While he hasn’t gone happy-clappy, in these new songs he’s a man who is only too aware of mortality and is searching for the light rather than the darkness. On the title track he casts himself as an old, sick deity who is now only in his prime in his own mind. And in a few songs, salvation comes in the form of a woman. Anyone who has seen the 2016 documentary One More Time With Feeling, or heard Cave in interviews talking about how his wife Susie dealt with the death of their son, will know that his admiration for her is huge.

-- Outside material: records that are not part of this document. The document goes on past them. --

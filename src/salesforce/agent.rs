//! The SOQL agent: system prompt, tool wiring, and the run entry points.

use std::sync::Arc;

use chrono::NaiveDate;

use crate::agent_core::{AgentConfig, AgentError, AgentLoop, ModelInvoker, RunReport};
use crate::config::AppConfig;
use crate::dates::today_utc;
use crate::inference::InferenceClient;
use crate::matching::LlmRanker;
use crate::tools::ToolRegistry;

use super::client::{SalesforceApi, SalesforceClient};
use super::tools::SoqlToolContext;

/// Tool whose result decides whether a SOQL query is usable.
pub const VALIDATION_TOOL: &str = "validate_soql";
pub const QUERY_FIELD: &str = "soql";

const SOQL_PROMPT_TEMPLATE: &str = r#"You build Salesforce SOQL queries from natural language requests. Be terse.
Today is {today}.

Tool discipline:
- Reuse earlier tool results; never repeat a call with identical arguments.
- Never ask the user to clarify. Make a reasonable choice and record it in notes.

Workflow:
0. Entity resolution. If the request names a specific account or opportunity, call
   pick_best_name_matches(query=<name>, k=3) and filter on the top match:
   - Opportunity match: WHERE Id = '<opportunity_id>'.
   - Account match: WHERE AccountId = '<account_id>' for Opportunity queries,
     WHERE Id = '<account_id>' for Account queries.
1. Call list_core_attribute_names once. Only those attributes may appear in the query.
2. Choose the attributes you need. SELECT only what was asked (default Opportunity.Id, Opportunity.Name).
3. For each attribute used in WHERE or ORDER BY, call get_salesforce_field_schema('<Object>.<Field>')
   with a name from step 1. Use the returned API name, type, and picklist values.
4. Dates. Prefer SOQL date literals (THIS_YEAR, LAST_N_DAYS:30, LAST_QUARTER). Otherwise call
   parse_salesforce_date; use want_datetime=true for datetime fields (CreatedDate, LastModifiedDate).
   Never quote date or datetime values.
5. Stages. Prefer booleans: open means IsClosed = false; won means IsWon = true; lost means
   IsClosed = true AND IsWon = false. For named stages call list_stage_names and use exact values
   with StageName IN (...).
6. Build the minimal SOQL. ORDER BY only sortable fields. LIMIT only when requested.
7. Call validate_soql. If it reports an error, fix the query once and validate again.
   On success use its count as approx_row_count and its sample as sample.
   If no valid query can be formed, return "soql": "" and "approx_row_count": null with the reason in comment.

Final answer: only this JSON object, no other text:
{"soql": "<final SOQL or empty>", "approx_row_count": <number or null>, "resolved_stage_names": [], "sample": {}, "comment": "<reason if soql is empty>", "notes": "<one short sentence, including the chosen entity if any>"}"#;

/// The SOQL system prompt for `today`.
pub fn soql_system_prompt(today: NaiveDate) -> String {
    SOQL_PROMPT_TEMPLATE.replace("{today}", &today.format("%Y-%m-%d").to_string())
}

/// A SOQL agent over an already-built tool registry.
pub fn soql_agent(
    invoker: Arc<dyn ModelInvoker>,
    tools: ToolRegistry,
    config: AgentConfig,
    today: NaiveDate,
) -> AgentLoop {
    AgentLoop::new(invoker, Arc::new(tools), soql_system_prompt(today), config)
}

/// Build the SOQL agent from application config, wiring the real clients.
pub fn build_soql_agent(config: &AppConfig) -> Result<AgentLoop, AgentError> {
    let setup = |reason: String| AgentError::Setup { reason };

    let client = InferenceClient::from_config(config.llm.clone()).map_err(|e| setup(e.to_string()))?;
    let salesforce: Arc<dyn SalesforceApi> =
        Arc::new(SalesforceClient::from_config(&config.salesforce).map_err(|e| setup(e.to_string()))?);

    let tools = SoqlToolContext::new(salesforce)
        .with_ranker(Arc::new(LlmRanker::new(client.clone())))
        .into_registry()?;

    let agent_config = AgentConfig::from_settings(&config.agent).with_validation(
        VALIDATION_TOOL,
        QUERY_FIELD,
        &config.agent,
    );
    let invoker = Arc::new(client.with_parallel_tool_calls(config.agent.parallel_tool_calls));

    tracing::info!(
        model = %config.llm.model,
        api_version = %config.salesforce.api_version,
        max_turns = agent_config.max_turns,
        "SOQL agent ready"
    );
    Ok(soql_agent(invoker, tools, agent_config, today_utc()))
}

/// Build and run the SOQL agent for one request.
pub async fn run_soql_agent(config: &AppConfig, request: &str) -> Result<RunReport, AgentError> {
    let agent = build_soql_agent(config)?;
    Ok(agent.execute(request).await)
}
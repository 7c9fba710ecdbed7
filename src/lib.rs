//! nlquery: natural-language to JQL/SOQL agents over an LLM tool-calling loop.
//!
//! - [`agent_core`]: the loop (invoke, route, dispatch), validation retry, supervisor
//! - [`tools`]: tool specs, registry, argument validation
//! - [`inference`]: OpenAI-compatible chat client
//! - [`jira`] / [`salesforce`]: REST clients, domain tools, and the two agents

pub mod agent_core;
pub mod config;
pub mod dates;
pub mod inference;
pub mod jira;
pub mod matching;
pub mod salesforce;
pub mod tools;

use std::fs::{File, OpenOptions};
use std::io::{self, Write};
use std::path::Path;
use std::sync::{Arc, Mutex};

use tracing_subscriber::fmt::writer::BoxMakeWriter;
use tracing_subscriber::EnvFilter;

use config::LoggingConfig;

/// Rotated log files kept next to the active one.
const KEEP_LOGS: u32 = 3;

/// Install the global tracing subscriber.
///
/// Logs go to stderr unless a file is configured (`log_file` overrides
/// `logging.file`). A log file is rotated on startup: `x.log` → `x.log.1` → … → `.3`.
/// `RUST_LOG` overrides the default `nlquery=info,warn` filter.
pub fn init_tracing(logging: &LoggingConfig, log_file: Option<&Path>) -> io::Result<()> {
    let filter = EnvFilter::try_from_default_env().unwrap_or_else(|_| EnvFilter::new("nlquery=info,warn"));

    let path = log_file.or(logging.file.as_deref());
    let writer = match path {
        Some(path) => {
            if let Some(dir) = path.parent().filter(|d| !d.as_os_str().is_empty()) {
                std::fs::create_dir_all(dir)?;
            }
            rotate_log_file(path, KEEP_LOGS);
            let file = OpenOptions::new().create(true).append(true).open(path)?;
            BoxMakeWriter::new(FlushingWriter::new(file))
        }
        None => BoxMakeWriter::new(io::stderr),
    };

    let builder = tracing_subscriber::fmt()
        .with_env_filter(filter)
        .with_writer(writer)
        .with_ansi(path.is_none())
        .with_target(true);
    if logging.json {
        builder.json().init();
    } else {
        builder.init();
    }

    tracing::debug!(
        version = env!("CARGO_PKG_VERSION"),
        log_file = ?path,
        pid = std::process::id(),
        "logging initialised"
    );
    Ok(())
}

/// Shift `base` → `base.1` → … → `base.{keep}`, deleting the oldest.
/// Missing files in the chain are skipped.
fn rotate_log_file(base: &Path, keep: u32) {
    let numbered = |i: u32| format!("{}.{i}", base.display());
    let _ = std::fs::remove_file(numbered(keep));
    for i in (1..keep).rev() {
        let _ = std::fs::rename(numbered(i), numbered(i + 1));
    }
    if base.exists() {
        let _ = std::fs::rename(base, numbered(1));
    }
}

/// A file writer that flushes after every write, so log lines survive a crash.
#[derive(Clone)]
struct FlushingWriter {
    file: Arc<Mutex<File>>,
}

impl FlushingWriter {
    fn new(file: File) -> Self {
        Self {
            file: Arc::new(Mutex::new(file)),
        }
    }

    fn lock(&self) -> io::Result<std::sync::MutexGuard<'_, File>> {
        self.file
            .lock()
            .map_err(|e| io::Error::other(format!("lock poisoned: {e}")))
    }
}

impl Write for FlushingWriter {
    fn write(&mut self, buf: &[u8]) -> io::Result<usize> {
        let mut file = self.lock()?;
        let n = file.write(buf)?;
        file.flush()?;
        Ok(n)
    }

    fn flush(&mut self) -> io::Result<()> {
        self.lock()?.flush()
    }
}

impl<'a> tracing_subscriber::fmt::MakeWriter<'a> for FlushingWriter {
    type Writer = FlushingWriter;

    fn make_writer(&'a self) -> Self::Writer {
        self.clone()
    }
}

#[cfg(test)]
mod tests {
    use super::*;

    #[test]
    fn test_rotate_log_file_shifts_and_drops_oldest() {
        let dir = tempfile::tempdir().unwrap();
        let base = dir.path().join("nlq.log");
        for (name, body) in [("nlq.log", "current"), ("nlq.log.1", "one"), ("nlq.log.3", "three")] {
            std::fs::write(dir.path().join(name), body).unwrap();
        }

        rotate_log_file(&base, 3);

        assert!(!base.exists());
        let read = |name: &str| std::fs::read_to_string(dir.path().join(name)).unwrap();
        assert_eq!(read("nlq.log.1"), "current");
        assert_eq!(read("nlq.log.2"), "one");
        assert!(!dir.path().join("nlq.log.3").exists());
    }

    #[test]
    fn test_flushing_writer_writes_through() {
        let dir = tempfile::tempdir().unwrap();
        let path = dir.path().join("out.log");
        let mut writer = FlushingWriter::new(File::create(&path).unwrap());
        writer.write_all(b"line one\n").unwrap();
        assert_eq!(std::fs::read_to_string(&path).unwrap(), "line one\n");
    }
}
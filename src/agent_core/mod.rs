//! Agent Core — the manager ⇄ tools loop.
//!
//! Submodules:
//! - `message`: Message model (system / human / assistant / tool result)
//! - `conversation`: Append-only message log of one run
//! - `invoker`: `ModelInvoker` seam over the inference client
//! - `router`: Continue-or-terminate decision on the last message
//! - `dispatcher`: Executes tool calls, turning every failure into a result
//! - `result_extractor`: Decodes the JSON object in the final answer
//! - `agent_loop`: The state machine tying the above together
//! - `supervisor`: Optional wrapper exposing sub-agents as tools
//! - `errors`: Loop-level error types

pub mod agent_loop;
pub mod conversation;
pub mod dispatcher;
pub mod errors;
pub mod invoker;
pub mod message;
pub mod result_extractor;
pub mod router;
pub mod supervisor;

// Re-exports for convenience
pub use agent_loop::{AgentConfig, AgentLoop, AgentState, RunReport, ValidationPolicy};
pub use conversation::ConversationState;
pub use dispatcher::ToolDispatcher;
pub use errors::AgentError;
pub use invoker::ModelInvoker;
pub use message::{AssistantMessage, Message, ToolCall, ToolResult, ToolStatus};
pub use result_extractor::StructuredResult;
pub use router::{route, Route};
pub use supervisor::{SubAgent, SubAgentTool, Supervisor};
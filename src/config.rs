//! Application configuration loading and validation.
//!
//! Reads `nlquery.yaml` and resolves environment variables. When no file is
//! found, defaults plus the conventional environment variables are used, so
//! a bare `OPENAI_API_KEY` is enough to talk to the LLM.

use std::path::{Path, PathBuf};
use std::sync::LazyLock;

use regex::{Captures, Regex};
use serde::Deserialize;
use thiserror::Error;

/// File name searched for when walking upward from the working directory.
pub const CONFIG_FILE_NAME: &str = "nlquery.yaml";

/// Env var that points directly at a config file.
pub const CONFIG_ENV_VAR: &str = "NLQUERY_CONFIG";

// ─── Errors ──────────────────────────────────────────────────────────────────

#[derive(Debug, Error)]
pub enum ConfigError {
    #[error("failed to read {path}: {reason}")]
    Read { path: String, reason: String },

    #[error("failed to parse config: {reason}")]
    Parse { reason: String },

    #[error("config file not found: {path}")]
    NotFound { path: String },

    #[error("invalid config: {reason}")]
    Invalid { reason: String },
}

// ─── Public Types ────────────────────────────────────────────────────────────

/// Top-level configuration (mirrors `nlquery.yaml`).
#[derive(Debug, Clone, Default, Deserialize)]
#[serde(default)]
pub struct AppConfig {
    pub llm: LlmConfig,
    pub agent: AgentSettings,
    pub jira: JiraConfig,
    pub salesforce: SalesforceConfig,
    pub logging: LoggingConfig,
}

/// Chat-completions endpoint settings.
#[derive(Debug, Clone, Deserialize)]
#[serde(default)]
pub struct LlmConfig {
    /// OpenAI-compatible base URL, without the `/chat/completions` suffix.
    pub base_url: String,
    pub model: String,
    pub api_key: Option<String>,
    pub temperature: f32,
    pub max_tokens: Option<u32>,
    /// HTTP-level timeout for one request.
    pub request_timeout_secs: u64,
}

impl Default for LlmConfig {
    fn default() -> Self {
        Self {
            base_url: "https://api.openai.com/v1".to_string(),
            model: "gpt-4o".to_string(),
            api_key: non_empty_env("OPENAI_API_KEY"),
            temperature: 0.0,
            max_tokens: None,
            request_timeout_secs: 120,
        }
    }
}

/// Agent loop knobs.
#[derive(Debug, Clone, Deserialize)]
#[serde(default)]
pub struct AgentSettings {
    /// Model invocations allowed per run before the run is aborted.
    pub max_turns: u32,
    pub model_timeout_secs: u64,
    pub tool_timeout_secs: u64,
    /// Run the tool calls of one assistant message concurrently.
    pub parallel_tool_calls: bool,
    /// Regenerate-and-revalidate attempts after a failed validation.
    pub validation_retries: u32,
}

impl Default for AgentSettings {
    fn default() -> Self {
        Self {
            max_turns: 12,
            model_timeout_secs: 120,
            tool_timeout_secs: 60,
            parallel_tool_calls: false,
            validation_retries: 1,
        }
    }
}

#[derive(Debug, Clone, Deserialize)]
#[serde(default)]
pub struct JiraConfig {
    pub base_url: Option<String>,
    pub email: Option<String>,
    pub api_token: Option<String>,
    /// Only projects in this category are offered to the name resolver.
    pub project_category: Option<String>,
    pub excluded_project_keys: Vec<String>,
}

impl Default for JiraConfig {
    fn default() -> Self {
        Self {
            base_url: non_empty_env("JIRA_BASE_URL"),
            email: non_empty_env("JIRA_EMAIL"),
            api_token: non_empty_env("JIRA_API_TOKEN"),
            project_category: None,
            excluded_project_keys: Vec::new(),
        }
    }
}

#[derive(Debug, Clone, Deserialize)]
#[serde(default)]
pub struct SalesforceConfig {
    pub instance_url: Option<String>,
    pub access_token: Option<String>,
    pub api_version: String,
}

impl Default for SalesforceConfig {
    fn default() -> Self {
        Self {
            instance_url: non_empty_env("SF_INSTANCE_URL"),
            access_token: non_empty_env("SF_ACCESS_TOKEN"),
            api_version: "v60.0".to_string(),
        }
    }
}

#[derive(Debug, Clone, Default, Deserialize)]
#[serde(default)]
pub struct LoggingConfig {
    /// Write logs to this file (rotated on startup) instead of stderr.
    pub file: Option<PathBuf>,
    /// Emit JSON lines instead of the human-readable format.
    pub json: bool,
}

impl AppConfig {
    /// Check values that serde cannot.
    pub fn validate(&self) -> Result<(), ConfigError> {
        if self.agent.max_turns == 0 {
            return Err(ConfigError::Invalid {
                reason: "agent.max_turns must be at least 1".into(),
            });
        }
        if self.llm.model.trim().is_empty() {
            return Err(ConfigError::Invalid {
                reason: "llm.model must not be empty".into(),
            });
        }
        if self.llm.base_url.trim().is_empty() {
            return Err(ConfigError::Invalid {
                reason: "llm.base_url must not be empty".into(),
            });
        }
        Ok(())
    }
}

// ─── Loading ─────────────────────────────────────────────────────────────────

/// Locate the config file.
///
/// Resolution order: explicit path, `NLQUERY_CONFIG`, then a walk upward
/// from `start` looking for `nlquery.yaml`. An explicit path that does not
/// exist is an error; an absent file otherwise is `Ok(None)`.
pub fn find_config_path(
    explicit: Option<&Path>,
    start: &Path,
) -> Result<Option<PathBuf>, ConfigError> {
    if let Some(path) = explicit {
        if path.exists() {
            return Ok(Some(path.to_path_buf()));
        }
        return Err(ConfigError::NotFound {
            path: path.display().to_string(),
        });
    }

    if let Some(from_env) = non_empty_env(CONFIG_ENV_VAR) {
        let candidate = PathBuf::from(expand_tilde(&from_env));
        if candidate.exists() {
            return Ok(Some(candidate));
        }
        tracing::warn!(path = %candidate.display(), "{CONFIG_ENV_VAR} points at a missing file");
    }

    let mut dir = start.to_path_buf();
    loop {
        let candidate = dir.join(CONFIG_FILE_NAME);
        if candidate.exists() {
            return Ok(Some(candidate));
        }
        if !dir.pop() {
            break;
        }
    }

    Ok(None)
}

/// Load and parse a config file.
///
/// Performs environment-variable interpolation on `${VAR_NAME}` and
/// `${VAR_NAME:-default}` before parsing.
pub fn load_config_file(path: &Path) -> Result<AppConfig, ConfigError> {
    let raw = std::fs::read_to_string(path).map_err(|e| ConfigError::Read {
        path: path.display().to_string(),
        reason: e.to_string(),
    })?;
    parse_config(&raw)
}

/// Parse config text (after interpolation) and validate it.
pub fn parse_config(raw: &str) -> Result<AppConfig, ConfigError> {
    let interpolated = interpolate_env_vars(raw);
    let config: AppConfig = if interpolated.trim().is_empty() {
        AppConfig::default()
    } else {
        serde_yaml::from_str(&interpolated).map_err(|e| ConfigError::Parse {
            reason: e.to_string(),
        })?
    };
    config.validate()?;
    Ok(config)
}

/// Resolve and load the effective configuration.
pub fn load(explicit: Option<&Path>) -> Result<AppConfig, ConfigError> {
    let cwd = std::env::current_dir().unwrap_or_default();
    match find_config_path(explicit, &cwd)? {
        Some(path) => {
            tracing::info!(path = %path.display(), "loading config");
            load_config_file(&path)
        }
        None => {
            tracing::info!("no {CONFIG_FILE_NAME} found, using defaults and environment");
            let config = AppConfig::default();
            config.validate()?;
            Ok(config)
        }
    }
}

// ─── Env-var interpolation ───────────────────────────────────────────────────

/// `${NAME}` or `${NAME:-default}`; the default may not contain `}`.
static VAR_REF_RE: LazyLock<Regex> = LazyLock::new(|| {
    Regex::new(r"\$\{([A-Za-z_][A-Za-z0-9_]*)(?::-([^}]*))?\}").expect("valid variable regex")
});

/// Replace `${VAR}` and `${VAR:-default}` references in config text.
///
/// A variable that is unset or blank counts as missing: `${VAR}` becomes
/// empty and `${VAR:-default}` takes the default, with a leading `~`
/// expanded. Text that is not a well-formed reference is left as written.
fn interpolate_env_vars(input: &str) -> String {
    VAR_REF_RE
        .replace_all(input, |caps: &Captures<'_>| {
            let name = &caps[1];
            match (non_empty_env(name), caps.get(2)) {
                (Some(value), _) => value,
                (None, Some(default)) => expand_tilde(default.as_str()),
                (None, None) => {
                    tracing::debug!(var = name, "config references an unset variable");
                    String::new()
                }
            }
        })
        .into_owned()
}

/// Expand `~` or a leading `~/` to the home directory. `~user` is left alone.
fn expand_tilde(path: &str) -> String {
    let rest = match path.strip_prefix('~') {
        Some("") => "",
        Some(rest) => match rest.strip_prefix('/') {
            Some(rest) => rest,
            None => return path.to_string(),
        },
        None => return path.to_string(),
    };
    match dirs::home_dir() {
        Some(home) if rest.is_empty() => home.display().to_string(),
        Some(home) => home.join(rest).display().to_string(),
        None => path.to_string(),
    }
}

fn non_empty_env(name: &str) -> Option<String> {
    std::env::var(name).ok().filter(|v| !v.trim().is_empty())
}

// ─── Tests ───────────────────────────────────────────────────────────────────
//! Name matching for entity resolution (Jira projects, Salesforce records).
//!
//! Candidates are pre-scored locally; a [`Ranker`] may then reorder a
//! shortlist. Callers fall back to the local order when ranking fails.

use async_trait::async_trait;
use serde_json::Value;

use crate::agent_core::result_extractor::extract_array;
use crate::inference::{InferenceClient, InferenceError};
use crate::tools::registry::similarity;

/// Added when one normalized string contains the other.
const CONTAINMENT_BONUS: f64 = 5.0;

/// Lowercase and collapse runs of whitespace.
pub fn normalize(s: &str) -> String {
    s.split_whitespace().collect::<Vec<_>>().join(" ").to_lowercase()
}

/// Similarity of `name` to `query` on a 0..=100 scale, rounded to one decimal.
///
/// The base score is the better of whole-string similarity and the best
/// similarity against any run of `name` words as long as the query.
pub fn pre_score(query: &str, name: &str) -> f64 {
    let q = normalize(query);
    let n = normalize(name);
    if q.is_empty() || n.is_empty() {
        return 0.0;
    }
    let mut score = similarity(&q, &n).max(partial_similarity(&q, &n)) * 100.0;
    if n.contains(&q) || q.contains(&n) {
        score += CONTAINMENT_BONUS;
    }
    (score.min(100.0) * 10.0).round() / 10.0
}

fn partial_similarity(query: &str, name: &str) -> f64 {
    let q_words = query.split(' ').count();
    let n_words: Vec<&str> = name.split(' ').collect();
    if q_words >= n_words.len() {
        return 0.0;
    }
    n_words
        .windows(q_words)
        .map(|w| similarity(query, &w.join(" ")))
        .fold(0.0, f64::max)
}

// ─── Ranker ──────────────────────────────────────────────────────────────────

/// Reorders candidates with outside judgement (an LLM sub-call).
#[async_trait]
pub trait Ranker: Send + Sync {
    /// Answer `payload` under `instructions` with a JSON array.
    async fn rank(&self, instructions: &str, payload: &Value) -> Result<Vec<Value>, InferenceError>;
}

/// A [`Ranker`] backed by a single chat completion without tools.
pub struct LlmRanker {
    client: InferenceClient,
}

impl LlmRanker {
    pub fn new(client: InferenceClient) -> Self {
        Self { client }
    }
}

#[async_trait]
impl Ranker for LlmRanker {
    async fn rank(&self, instructions: &str, payload: &Value) -> Result<Vec<Value>, InferenceError> {
        let reply = self.client.complete_text(instructions, &payload.to_string()).await?;
        extract_array(&reply).ok_or_else(|| InferenceError::ResponseParse {
            reason: format!("ranker reply contained no JSON array: {reply}"),
        })
    }
}


#[cfg(test)]
mod tests {
    use super::*;

    #[test]
    fn test_exact_match_scores_full() {
        assert_eq!(pre_score("Mobile Banking", "  mobile   banking "), 100.0);
    }

    #[test]
    fn test_empty_scores_zero() {
        assert_eq!(pre_score("", "Acme"), 0.0);
        assert_eq!(pre_score("Acme", "   "), 0.0);
    }

    #[test]
    fn test_word_run_beats_similar_prefix() {
        let contained = pre_score("mobile", "Mobile Banking App");
        let lookalike = pre_score("mobile", "Mobility Ops");
        assert_eq!(contained, 100.0);
        assert!(lookalike < contained);
        assert!(lookalike > pre_score("mobile", "Payments Core"));
    }

    #[test]
    fn test_containment_bonus_is_capped() {
        let s = pre_score("Acme", "Acme Corp");
        assert!(s <= 100.0);
        assert!(s > pre_score("Acme", "Apex Corp"));
    }

    #[test]
    fn test_one_decimal() {
        let s = pre_score("allica", "Allica Bank Renewal 2025");
        assert_eq!(s, (s * 10.0).round() / 10.0);
    }
}
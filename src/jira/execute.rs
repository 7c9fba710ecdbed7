//! Run a finished JQL answer against Jira and attach the matching issues.

use serde_json::json;

use crate::agent_core::StructuredResult;
use crate::config::AppConfig;

use super::agent::QUERY_FIELD;
use super::client::{JiraApi, JiraClient};
use super::errors::JiraError;

/// Search the issues for `result["jql"]` and attach them as `rows`.
///
/// An empty query is left alone. A failed search is recorded in
/// `execution_error` so the generated query is still returned.
pub async fn attach_issues(api: &dyn JiraApi, result: &mut StructuredResult, max_rows: usize) {
    let Some(jql) = result
        .get(QUERY_FIELD)
        .and_then(|q| q.as_str())
        .map(str::trim)
        .filter(|q| !q.is_empty())
        .map(String::from)
    else {
        return;
    };

    match api.search_issues(&jql, max_rows).await {
        Ok(rows) => {
            tracing::info!(returned = rows.len(), max_rows, "executed JQL");
            result.insert("returned".into(), json!(rows.len()));
            result.insert("rows".into(), json!(rows));
        }
        Err(e) => {
            tracing::warn!(error = %e, "JQL execution failed");
            result.insert("execution_error".into(), json!(e.to_string()));
        }
    }
}

/// [`attach_issues`] over a client built from the `jira` config section.
pub async fn execute_jql(
    config: &AppConfig,
    result: &mut StructuredResult,
    max_rows: usize,
) -> Result<(), JiraError> {
    let client = JiraClient::from_config(&config.jira)?;
    attach_issues(&client, result, max_rows).await;
    Ok(())
}
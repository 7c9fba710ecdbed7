//! Tool error types.

use thiserror::Error;

/// Errors raised while registering, validating, or executing a tool.
///
/// Everything except `DuplicateTool` is recovered into the conversation as
/// an error `ToolResult`; `DuplicateTool` is a startup configuration error.
#[derive(Debug, Error)]
pub enum ToolError {
    /// The model asked for a tool that is not registered.
    #[error("unknown tool: '{name}'")]
    UnknownTool {
        name: String,
        suggestions: Vec<String>,
    },

    /// Tool call arguments failed schema validation.
    #[error("invalid arguments for '{tool}': {reason}")]
    InvalidArguments { tool: String, reason: String },

    /// The handler ran and failed.
    #[error("{reason}")]
    Execution { reason: String },

    /// The handler did not finish within the dispatcher timeout.
    #[error("tool '{tool}' timed out after {timeout_ms}ms")]
    Timeout { tool: String, timeout_ms: u64 },

    /// Two tools were registered under the same name.
    #[error("duplicate tool name: '{name}'")]
    DuplicateTool { name: String },
}

impl ToolError {
    /// Shorthand for a handler failure.
    pub fn execution(reason: impl Into<String>) -> Self {
        ToolError::Execution {
            reason: reason.into(),
        }
    }

    /// Build the JSON payload reported back to the model.
    pub fn to_payload(&self) -> serde_json::Value {
        let mut payload = serde_json::json!({ "error": self.to_string() });
        match self {
            ToolError::UnknownTool { suggestions, .. } if !suggestions.is_empty() => {
                payload["did_you_mean"] = serde_json::json!(suggestions);
            }
            ToolError::InvalidArguments { .. } => {
                payload["kind"] = serde_json::json!("invalid_arguments");
            }
            ToolError::Timeout { timeout_ms, .. } => {
                payload["timeout_ms"] = serde_json::json!(timeout_ms);
            }
            _ => {}
        }
        payload
    }
}

impl From<serde_json::Error> for ToolError {
    fn from(e: serde_json::Error) -> Self {
        ToolError::Execution {
            reason: format!("serialization error: {e}"),
        }
    }
}

#[cfg(test)]
mod tests {
    use super::*;

    #[test]
    fn test_unknown_tool_payload_includes_suggestions() {
        let err = ToolError::UnknownTool {
            name: "chek_jql".into(),
            suggestions: vec!["check_jql".into()],
        };
        let payload = err.to_payload();
        assert_eq!(payload["error"], "unknown tool: 'chek_jql'");
        assert_eq!(payload["did_you_mean"][0], "check_jql");
    }

    #[test]
    fn test_unknown_tool_payload_without_suggestions() {
        let err = ToolError::UnknownTool {
            name: "frobnicate".into(),
            suggestions: vec![],
        };
        assert!(err.to_payload().get("did_you_mean").is_none());
    }

    #[test]
    fn test_execution_message_is_verbatim() {
        let err = ToolError::execution("Unrecognized date format: 'someday'");
        assert_eq!(err.to_string(), "Unrecognized date format: 'someday'");
    }
}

So when he sings “it was my privilege to walk you home in the Sunday rain” in Frogs, or “my hand searching for your hand searching for my hand” in Final Rescue Attempt, it’s hard not to sense her presence between the lines, or to imagine the two of them clinging to each other to remain upright in the tsunami of grief that followed the loss of their son.

Wild God is being touted as a return to the Bad Seeds’ sound of old. That’s not entirely true. Cave’s writing and the band’s sound became progressively more spectral and fragmented on Skeleton Tree (2016) and Ghosteen (2019), mainly revolving around the core of his partnership with musical foil Warren Ellis, who threw his wild man experimentalism at everything, while Cave matched him with impressionistic lyrical flights of fancy.

The new album retains some of that spirit but is more anchored. Radiohead’s Colin Greenwood provides some characteristically fluid bass lines; Cave’s stately piano playing comes back to the fore; the aforementioned choral arrangements take it back to church.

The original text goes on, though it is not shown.